_Entries taken from a collection:_
---------------

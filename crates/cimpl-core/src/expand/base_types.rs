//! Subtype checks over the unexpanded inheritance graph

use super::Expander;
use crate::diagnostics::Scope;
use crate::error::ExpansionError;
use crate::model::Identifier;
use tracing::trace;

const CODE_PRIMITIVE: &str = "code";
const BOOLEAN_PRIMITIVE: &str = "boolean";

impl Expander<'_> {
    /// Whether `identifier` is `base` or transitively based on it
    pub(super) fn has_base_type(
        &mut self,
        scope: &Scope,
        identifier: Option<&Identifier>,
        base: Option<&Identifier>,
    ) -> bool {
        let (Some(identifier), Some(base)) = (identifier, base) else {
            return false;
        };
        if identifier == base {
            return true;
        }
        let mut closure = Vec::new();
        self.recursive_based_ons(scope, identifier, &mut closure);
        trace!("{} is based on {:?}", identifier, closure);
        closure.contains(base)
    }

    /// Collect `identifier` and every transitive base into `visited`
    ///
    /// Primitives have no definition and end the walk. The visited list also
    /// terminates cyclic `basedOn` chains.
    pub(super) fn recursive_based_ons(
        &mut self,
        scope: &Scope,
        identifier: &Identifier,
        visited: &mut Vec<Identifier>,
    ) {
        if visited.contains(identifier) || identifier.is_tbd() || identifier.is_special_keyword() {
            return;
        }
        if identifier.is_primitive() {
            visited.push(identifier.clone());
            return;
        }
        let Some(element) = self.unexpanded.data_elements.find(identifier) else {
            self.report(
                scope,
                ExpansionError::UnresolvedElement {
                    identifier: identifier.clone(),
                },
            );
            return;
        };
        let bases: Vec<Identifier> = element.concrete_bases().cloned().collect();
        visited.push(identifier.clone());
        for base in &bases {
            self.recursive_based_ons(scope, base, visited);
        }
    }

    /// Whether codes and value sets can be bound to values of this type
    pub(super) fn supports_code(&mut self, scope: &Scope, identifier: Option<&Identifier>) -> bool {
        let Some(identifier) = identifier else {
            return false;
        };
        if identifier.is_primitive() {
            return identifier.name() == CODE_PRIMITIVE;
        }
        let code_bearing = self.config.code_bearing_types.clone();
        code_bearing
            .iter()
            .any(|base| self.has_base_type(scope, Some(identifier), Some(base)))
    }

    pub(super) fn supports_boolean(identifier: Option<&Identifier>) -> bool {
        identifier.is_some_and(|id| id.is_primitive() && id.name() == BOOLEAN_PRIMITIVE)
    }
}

---------------

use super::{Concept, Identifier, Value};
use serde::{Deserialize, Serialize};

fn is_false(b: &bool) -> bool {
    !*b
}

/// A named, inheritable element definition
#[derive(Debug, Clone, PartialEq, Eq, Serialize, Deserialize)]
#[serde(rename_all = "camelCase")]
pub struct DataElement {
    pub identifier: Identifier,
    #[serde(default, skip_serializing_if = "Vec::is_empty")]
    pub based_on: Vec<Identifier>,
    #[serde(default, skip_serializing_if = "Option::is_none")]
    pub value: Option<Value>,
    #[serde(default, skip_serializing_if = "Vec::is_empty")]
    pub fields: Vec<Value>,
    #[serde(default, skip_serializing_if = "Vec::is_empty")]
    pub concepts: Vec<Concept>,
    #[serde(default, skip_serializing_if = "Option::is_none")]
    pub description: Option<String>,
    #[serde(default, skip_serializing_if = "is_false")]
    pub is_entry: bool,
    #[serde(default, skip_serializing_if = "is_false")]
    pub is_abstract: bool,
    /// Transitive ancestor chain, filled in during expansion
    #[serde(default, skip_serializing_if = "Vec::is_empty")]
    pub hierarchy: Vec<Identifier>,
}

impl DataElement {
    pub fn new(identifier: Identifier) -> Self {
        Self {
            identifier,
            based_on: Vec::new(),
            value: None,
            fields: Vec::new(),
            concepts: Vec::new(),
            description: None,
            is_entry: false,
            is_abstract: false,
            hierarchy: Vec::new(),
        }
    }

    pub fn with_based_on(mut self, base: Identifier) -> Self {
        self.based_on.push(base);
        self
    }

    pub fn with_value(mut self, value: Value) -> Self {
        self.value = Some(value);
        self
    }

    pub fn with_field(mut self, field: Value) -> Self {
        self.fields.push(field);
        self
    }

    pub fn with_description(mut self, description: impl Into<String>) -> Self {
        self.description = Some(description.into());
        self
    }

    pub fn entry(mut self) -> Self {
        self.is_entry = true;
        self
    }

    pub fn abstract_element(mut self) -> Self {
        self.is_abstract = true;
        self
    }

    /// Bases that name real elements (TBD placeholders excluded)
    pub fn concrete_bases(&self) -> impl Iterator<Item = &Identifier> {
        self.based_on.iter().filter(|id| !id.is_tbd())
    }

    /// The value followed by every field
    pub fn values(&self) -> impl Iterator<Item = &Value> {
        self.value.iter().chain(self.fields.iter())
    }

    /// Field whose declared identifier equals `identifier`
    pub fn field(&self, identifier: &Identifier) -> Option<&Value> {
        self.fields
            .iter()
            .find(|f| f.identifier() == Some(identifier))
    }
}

---------------

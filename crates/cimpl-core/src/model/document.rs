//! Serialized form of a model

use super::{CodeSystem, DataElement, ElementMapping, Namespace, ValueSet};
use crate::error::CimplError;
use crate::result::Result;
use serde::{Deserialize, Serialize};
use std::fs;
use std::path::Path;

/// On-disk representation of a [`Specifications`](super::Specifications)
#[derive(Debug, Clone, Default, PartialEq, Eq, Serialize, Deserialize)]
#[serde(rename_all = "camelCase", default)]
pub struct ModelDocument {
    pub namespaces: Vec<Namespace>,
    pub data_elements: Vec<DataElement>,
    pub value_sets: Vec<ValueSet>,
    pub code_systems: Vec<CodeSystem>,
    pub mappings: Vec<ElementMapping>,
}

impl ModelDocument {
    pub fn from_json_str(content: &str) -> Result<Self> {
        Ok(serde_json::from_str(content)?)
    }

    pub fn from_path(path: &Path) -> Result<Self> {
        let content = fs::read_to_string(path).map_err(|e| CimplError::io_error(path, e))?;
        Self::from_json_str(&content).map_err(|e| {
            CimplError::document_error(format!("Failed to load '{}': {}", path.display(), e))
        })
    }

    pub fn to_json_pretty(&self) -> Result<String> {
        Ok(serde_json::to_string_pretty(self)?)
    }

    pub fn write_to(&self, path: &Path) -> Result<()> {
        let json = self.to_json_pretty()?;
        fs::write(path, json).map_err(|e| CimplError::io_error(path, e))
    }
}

---------------

Lines with "struct" in the records above: copy every one of them.

pub struct DataElement {
pub struct ModelDocument {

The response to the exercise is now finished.